═════ Data provided
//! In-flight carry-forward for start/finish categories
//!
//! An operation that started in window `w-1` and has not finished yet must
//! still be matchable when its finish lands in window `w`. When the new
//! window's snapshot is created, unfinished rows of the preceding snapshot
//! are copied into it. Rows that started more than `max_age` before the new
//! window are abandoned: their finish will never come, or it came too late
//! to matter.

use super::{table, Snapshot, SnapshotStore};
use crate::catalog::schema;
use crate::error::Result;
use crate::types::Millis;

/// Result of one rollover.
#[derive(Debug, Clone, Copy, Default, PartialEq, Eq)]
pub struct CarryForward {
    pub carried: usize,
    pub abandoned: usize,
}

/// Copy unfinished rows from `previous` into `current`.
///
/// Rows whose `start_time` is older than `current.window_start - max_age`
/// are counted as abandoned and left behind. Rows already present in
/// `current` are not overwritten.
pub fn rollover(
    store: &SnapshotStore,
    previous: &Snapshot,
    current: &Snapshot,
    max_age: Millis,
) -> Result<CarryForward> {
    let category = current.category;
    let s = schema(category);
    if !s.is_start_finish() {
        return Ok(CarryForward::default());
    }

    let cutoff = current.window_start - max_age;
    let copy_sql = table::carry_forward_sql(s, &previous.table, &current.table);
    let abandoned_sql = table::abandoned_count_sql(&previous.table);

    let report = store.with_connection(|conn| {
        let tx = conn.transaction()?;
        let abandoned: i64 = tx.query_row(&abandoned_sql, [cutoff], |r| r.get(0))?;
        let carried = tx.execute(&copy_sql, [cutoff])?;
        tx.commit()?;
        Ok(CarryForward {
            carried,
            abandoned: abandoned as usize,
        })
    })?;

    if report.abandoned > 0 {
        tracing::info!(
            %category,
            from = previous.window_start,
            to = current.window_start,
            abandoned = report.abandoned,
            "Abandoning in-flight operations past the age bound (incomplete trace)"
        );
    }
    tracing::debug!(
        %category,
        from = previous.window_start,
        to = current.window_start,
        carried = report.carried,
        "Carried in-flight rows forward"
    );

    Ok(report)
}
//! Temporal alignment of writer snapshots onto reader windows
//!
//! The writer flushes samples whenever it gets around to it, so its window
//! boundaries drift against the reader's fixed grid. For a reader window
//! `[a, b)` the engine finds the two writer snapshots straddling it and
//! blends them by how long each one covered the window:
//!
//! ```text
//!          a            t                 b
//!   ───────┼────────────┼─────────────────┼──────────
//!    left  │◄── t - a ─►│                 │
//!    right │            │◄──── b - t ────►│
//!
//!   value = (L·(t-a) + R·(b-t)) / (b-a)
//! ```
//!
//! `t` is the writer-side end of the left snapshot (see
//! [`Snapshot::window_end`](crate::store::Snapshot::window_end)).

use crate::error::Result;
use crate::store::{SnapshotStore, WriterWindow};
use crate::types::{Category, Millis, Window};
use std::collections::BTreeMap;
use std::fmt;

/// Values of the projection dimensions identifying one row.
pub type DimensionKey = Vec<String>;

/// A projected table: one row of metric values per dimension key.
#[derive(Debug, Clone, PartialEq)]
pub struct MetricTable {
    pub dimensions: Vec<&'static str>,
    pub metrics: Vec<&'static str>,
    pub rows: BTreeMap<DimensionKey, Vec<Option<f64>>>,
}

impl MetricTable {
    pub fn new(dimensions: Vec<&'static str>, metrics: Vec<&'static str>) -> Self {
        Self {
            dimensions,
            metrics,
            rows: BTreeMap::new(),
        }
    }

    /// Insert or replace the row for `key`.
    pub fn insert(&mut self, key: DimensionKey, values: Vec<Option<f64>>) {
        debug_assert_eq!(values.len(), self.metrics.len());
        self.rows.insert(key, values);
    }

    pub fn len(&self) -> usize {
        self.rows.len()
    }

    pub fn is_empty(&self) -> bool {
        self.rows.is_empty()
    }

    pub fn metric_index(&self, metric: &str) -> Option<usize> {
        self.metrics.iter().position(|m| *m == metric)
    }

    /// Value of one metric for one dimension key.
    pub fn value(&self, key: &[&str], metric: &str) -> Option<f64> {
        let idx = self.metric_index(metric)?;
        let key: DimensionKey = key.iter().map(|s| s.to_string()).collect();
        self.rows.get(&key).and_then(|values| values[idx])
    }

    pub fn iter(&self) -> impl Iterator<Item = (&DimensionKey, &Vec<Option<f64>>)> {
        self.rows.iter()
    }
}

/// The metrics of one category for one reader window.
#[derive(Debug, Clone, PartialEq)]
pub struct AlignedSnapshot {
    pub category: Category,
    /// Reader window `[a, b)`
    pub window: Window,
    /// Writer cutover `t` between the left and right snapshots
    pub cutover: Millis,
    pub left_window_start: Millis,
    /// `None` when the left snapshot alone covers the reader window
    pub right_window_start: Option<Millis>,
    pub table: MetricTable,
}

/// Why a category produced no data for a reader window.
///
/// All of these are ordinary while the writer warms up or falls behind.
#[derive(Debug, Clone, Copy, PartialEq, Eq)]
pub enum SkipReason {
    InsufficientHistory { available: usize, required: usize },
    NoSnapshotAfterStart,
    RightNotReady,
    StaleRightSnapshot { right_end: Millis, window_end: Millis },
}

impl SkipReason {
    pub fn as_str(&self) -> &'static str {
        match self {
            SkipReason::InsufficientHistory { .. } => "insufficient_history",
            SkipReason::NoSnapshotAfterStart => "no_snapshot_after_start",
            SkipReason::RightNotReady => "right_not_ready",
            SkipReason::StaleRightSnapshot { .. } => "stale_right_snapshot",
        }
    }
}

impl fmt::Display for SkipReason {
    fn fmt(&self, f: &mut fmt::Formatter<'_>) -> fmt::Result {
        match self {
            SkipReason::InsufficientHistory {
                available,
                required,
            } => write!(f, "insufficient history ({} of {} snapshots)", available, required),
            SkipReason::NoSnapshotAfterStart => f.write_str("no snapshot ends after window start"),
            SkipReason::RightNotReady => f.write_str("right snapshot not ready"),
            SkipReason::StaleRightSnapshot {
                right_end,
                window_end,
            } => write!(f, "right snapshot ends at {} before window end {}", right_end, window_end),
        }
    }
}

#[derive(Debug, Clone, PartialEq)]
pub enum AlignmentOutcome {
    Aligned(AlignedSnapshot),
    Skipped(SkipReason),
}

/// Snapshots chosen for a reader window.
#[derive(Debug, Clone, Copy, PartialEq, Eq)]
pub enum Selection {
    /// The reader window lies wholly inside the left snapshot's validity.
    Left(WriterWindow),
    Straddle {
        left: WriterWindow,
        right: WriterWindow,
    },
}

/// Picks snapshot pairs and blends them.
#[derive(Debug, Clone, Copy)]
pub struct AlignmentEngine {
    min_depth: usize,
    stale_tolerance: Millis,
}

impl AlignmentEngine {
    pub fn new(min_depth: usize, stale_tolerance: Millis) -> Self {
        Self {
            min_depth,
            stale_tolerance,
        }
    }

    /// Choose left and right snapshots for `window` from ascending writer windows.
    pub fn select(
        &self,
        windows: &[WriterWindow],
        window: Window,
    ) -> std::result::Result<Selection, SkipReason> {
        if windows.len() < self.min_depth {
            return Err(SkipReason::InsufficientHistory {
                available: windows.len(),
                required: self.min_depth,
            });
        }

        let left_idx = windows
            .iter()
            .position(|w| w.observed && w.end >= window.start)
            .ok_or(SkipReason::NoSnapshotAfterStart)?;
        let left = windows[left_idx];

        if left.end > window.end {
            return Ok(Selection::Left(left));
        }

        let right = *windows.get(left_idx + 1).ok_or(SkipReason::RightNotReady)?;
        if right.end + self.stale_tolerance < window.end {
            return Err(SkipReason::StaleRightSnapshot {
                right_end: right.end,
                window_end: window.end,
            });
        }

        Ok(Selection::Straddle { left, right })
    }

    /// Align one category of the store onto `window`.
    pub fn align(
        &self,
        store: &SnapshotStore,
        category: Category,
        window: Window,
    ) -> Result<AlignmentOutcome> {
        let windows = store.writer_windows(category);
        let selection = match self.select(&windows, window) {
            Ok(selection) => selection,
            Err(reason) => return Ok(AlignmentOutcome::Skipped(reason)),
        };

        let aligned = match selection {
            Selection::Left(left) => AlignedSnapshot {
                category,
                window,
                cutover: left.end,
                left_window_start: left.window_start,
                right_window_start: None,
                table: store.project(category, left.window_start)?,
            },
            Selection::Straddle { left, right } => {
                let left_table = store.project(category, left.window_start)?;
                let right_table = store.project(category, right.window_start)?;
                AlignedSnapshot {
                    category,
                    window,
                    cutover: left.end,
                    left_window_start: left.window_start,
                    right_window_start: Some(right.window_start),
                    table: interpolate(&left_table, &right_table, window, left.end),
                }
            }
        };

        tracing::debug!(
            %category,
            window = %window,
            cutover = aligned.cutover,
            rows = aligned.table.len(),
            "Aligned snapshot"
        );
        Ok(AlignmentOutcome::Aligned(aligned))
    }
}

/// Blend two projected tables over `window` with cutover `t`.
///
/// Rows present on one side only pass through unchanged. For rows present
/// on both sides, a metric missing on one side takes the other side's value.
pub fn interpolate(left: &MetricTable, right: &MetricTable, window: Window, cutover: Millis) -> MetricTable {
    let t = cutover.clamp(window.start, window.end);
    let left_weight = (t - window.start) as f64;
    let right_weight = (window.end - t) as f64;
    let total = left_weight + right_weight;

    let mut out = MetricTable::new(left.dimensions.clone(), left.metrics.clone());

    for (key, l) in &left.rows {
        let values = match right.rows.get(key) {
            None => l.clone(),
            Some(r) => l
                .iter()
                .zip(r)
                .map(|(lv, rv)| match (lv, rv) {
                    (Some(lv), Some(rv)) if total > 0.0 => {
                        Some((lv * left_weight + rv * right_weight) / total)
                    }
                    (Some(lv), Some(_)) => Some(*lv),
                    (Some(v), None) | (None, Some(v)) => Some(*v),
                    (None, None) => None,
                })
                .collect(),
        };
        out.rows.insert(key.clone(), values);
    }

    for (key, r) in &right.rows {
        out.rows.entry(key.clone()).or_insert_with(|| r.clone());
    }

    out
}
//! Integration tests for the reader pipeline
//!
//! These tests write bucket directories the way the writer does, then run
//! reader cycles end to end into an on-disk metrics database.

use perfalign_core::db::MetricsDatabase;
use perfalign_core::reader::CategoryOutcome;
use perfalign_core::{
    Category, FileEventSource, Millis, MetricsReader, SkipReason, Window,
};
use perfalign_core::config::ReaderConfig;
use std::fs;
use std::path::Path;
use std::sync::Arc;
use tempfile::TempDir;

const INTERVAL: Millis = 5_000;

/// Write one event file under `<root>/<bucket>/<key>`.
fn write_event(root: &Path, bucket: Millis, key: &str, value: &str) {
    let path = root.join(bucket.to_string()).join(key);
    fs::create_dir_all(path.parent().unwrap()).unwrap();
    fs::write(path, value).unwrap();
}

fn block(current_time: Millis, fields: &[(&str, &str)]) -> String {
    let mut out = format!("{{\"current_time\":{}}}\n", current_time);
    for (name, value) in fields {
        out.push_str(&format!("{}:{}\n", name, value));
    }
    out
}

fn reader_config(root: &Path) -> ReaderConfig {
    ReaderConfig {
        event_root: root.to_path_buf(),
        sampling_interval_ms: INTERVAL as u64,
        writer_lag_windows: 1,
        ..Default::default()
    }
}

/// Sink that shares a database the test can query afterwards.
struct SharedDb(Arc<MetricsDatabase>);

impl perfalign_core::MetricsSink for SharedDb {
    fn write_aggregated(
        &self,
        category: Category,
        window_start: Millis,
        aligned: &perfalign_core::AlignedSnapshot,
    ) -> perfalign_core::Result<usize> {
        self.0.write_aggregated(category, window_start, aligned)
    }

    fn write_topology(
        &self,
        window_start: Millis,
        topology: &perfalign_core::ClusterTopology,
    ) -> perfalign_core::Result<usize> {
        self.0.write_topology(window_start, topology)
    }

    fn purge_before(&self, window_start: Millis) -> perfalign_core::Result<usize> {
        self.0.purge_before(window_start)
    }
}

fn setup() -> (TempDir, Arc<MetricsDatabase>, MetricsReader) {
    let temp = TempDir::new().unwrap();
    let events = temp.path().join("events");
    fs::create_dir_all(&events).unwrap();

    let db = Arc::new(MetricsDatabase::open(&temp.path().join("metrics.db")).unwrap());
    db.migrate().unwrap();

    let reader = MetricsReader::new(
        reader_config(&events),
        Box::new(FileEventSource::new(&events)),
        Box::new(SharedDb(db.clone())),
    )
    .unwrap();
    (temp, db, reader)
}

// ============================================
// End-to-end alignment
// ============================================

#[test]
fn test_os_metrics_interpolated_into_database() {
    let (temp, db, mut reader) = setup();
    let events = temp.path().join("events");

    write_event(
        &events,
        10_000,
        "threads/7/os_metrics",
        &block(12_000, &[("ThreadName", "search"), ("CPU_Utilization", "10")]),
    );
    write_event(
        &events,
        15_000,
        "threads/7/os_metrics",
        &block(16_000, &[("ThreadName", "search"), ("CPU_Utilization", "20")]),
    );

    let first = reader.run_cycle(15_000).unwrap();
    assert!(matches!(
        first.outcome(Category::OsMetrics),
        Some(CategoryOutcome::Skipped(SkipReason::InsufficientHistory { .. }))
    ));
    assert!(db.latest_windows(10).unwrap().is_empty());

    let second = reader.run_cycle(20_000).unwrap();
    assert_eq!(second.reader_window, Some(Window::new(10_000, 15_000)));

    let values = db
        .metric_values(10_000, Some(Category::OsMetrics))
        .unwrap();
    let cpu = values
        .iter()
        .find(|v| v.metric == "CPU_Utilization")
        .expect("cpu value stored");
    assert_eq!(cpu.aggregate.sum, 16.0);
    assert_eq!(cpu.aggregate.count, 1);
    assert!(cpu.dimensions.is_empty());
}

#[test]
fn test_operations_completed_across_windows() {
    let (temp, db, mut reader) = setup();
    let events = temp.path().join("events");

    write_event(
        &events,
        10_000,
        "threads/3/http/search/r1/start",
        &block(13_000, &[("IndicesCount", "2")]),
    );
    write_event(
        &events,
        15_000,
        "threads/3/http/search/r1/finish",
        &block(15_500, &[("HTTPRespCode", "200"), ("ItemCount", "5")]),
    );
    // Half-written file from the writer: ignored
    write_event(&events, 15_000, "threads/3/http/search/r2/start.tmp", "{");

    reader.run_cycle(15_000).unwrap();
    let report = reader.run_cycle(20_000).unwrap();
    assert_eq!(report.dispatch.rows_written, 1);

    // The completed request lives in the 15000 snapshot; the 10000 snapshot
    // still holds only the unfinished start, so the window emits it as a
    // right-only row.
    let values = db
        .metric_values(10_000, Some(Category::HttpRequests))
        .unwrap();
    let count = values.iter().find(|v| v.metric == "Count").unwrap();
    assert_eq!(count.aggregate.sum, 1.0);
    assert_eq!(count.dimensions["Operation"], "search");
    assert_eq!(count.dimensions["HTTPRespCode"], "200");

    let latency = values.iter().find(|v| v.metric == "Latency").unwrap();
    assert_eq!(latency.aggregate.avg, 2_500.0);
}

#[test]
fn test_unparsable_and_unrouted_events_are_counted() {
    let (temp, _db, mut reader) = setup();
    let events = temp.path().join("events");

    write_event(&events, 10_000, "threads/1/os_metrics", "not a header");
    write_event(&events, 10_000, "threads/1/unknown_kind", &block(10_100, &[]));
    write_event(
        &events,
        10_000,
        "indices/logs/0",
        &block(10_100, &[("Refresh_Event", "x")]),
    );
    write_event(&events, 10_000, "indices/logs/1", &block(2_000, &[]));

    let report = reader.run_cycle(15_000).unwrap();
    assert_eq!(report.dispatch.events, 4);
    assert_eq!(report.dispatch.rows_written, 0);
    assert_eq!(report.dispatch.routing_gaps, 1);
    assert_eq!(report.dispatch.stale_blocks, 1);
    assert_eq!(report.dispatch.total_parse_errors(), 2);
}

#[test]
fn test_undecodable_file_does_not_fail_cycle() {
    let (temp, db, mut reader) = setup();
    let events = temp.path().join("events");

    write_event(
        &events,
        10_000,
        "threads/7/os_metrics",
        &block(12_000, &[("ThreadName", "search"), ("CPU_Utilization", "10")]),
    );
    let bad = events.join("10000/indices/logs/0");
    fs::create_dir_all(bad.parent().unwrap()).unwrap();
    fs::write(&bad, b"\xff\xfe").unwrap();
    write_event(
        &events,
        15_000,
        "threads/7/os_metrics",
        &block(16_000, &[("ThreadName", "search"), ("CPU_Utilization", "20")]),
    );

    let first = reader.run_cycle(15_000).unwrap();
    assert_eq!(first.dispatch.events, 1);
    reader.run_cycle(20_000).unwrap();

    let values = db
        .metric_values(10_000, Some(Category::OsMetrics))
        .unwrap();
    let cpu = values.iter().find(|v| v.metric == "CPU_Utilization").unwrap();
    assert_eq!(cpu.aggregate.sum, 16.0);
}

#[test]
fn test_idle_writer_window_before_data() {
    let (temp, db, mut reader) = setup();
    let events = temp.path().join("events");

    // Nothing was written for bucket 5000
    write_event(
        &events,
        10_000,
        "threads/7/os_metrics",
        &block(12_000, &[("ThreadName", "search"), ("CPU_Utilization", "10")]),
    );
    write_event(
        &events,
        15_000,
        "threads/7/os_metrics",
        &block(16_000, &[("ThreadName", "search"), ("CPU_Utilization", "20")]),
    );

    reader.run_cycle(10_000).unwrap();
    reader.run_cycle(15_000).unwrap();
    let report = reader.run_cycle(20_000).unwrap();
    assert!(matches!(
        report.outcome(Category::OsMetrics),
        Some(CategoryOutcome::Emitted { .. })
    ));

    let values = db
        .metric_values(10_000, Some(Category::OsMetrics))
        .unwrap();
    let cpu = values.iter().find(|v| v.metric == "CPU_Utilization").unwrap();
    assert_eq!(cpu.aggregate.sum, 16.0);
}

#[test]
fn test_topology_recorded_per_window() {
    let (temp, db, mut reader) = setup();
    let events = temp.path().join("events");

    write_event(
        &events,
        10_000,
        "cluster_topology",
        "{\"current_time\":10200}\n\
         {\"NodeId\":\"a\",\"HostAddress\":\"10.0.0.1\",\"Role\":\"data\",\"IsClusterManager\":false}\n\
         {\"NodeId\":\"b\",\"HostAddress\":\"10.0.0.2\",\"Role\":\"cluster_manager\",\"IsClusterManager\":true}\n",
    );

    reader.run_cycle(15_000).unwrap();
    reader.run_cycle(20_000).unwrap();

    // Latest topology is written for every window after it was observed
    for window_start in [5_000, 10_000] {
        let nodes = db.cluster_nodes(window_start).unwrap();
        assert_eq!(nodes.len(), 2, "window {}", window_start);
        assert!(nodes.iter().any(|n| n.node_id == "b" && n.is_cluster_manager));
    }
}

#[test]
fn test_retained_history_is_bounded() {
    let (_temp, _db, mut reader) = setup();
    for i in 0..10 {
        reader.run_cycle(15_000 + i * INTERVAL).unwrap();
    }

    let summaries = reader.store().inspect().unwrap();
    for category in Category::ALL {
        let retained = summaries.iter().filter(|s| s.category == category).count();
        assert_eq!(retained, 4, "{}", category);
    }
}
══════════
# [Task prompt]
Take from the listing every line in which the word "conn" appears.

# [The answer]
    let report = store.with_connection(|conn| {
        let tx = conn.transaction()?;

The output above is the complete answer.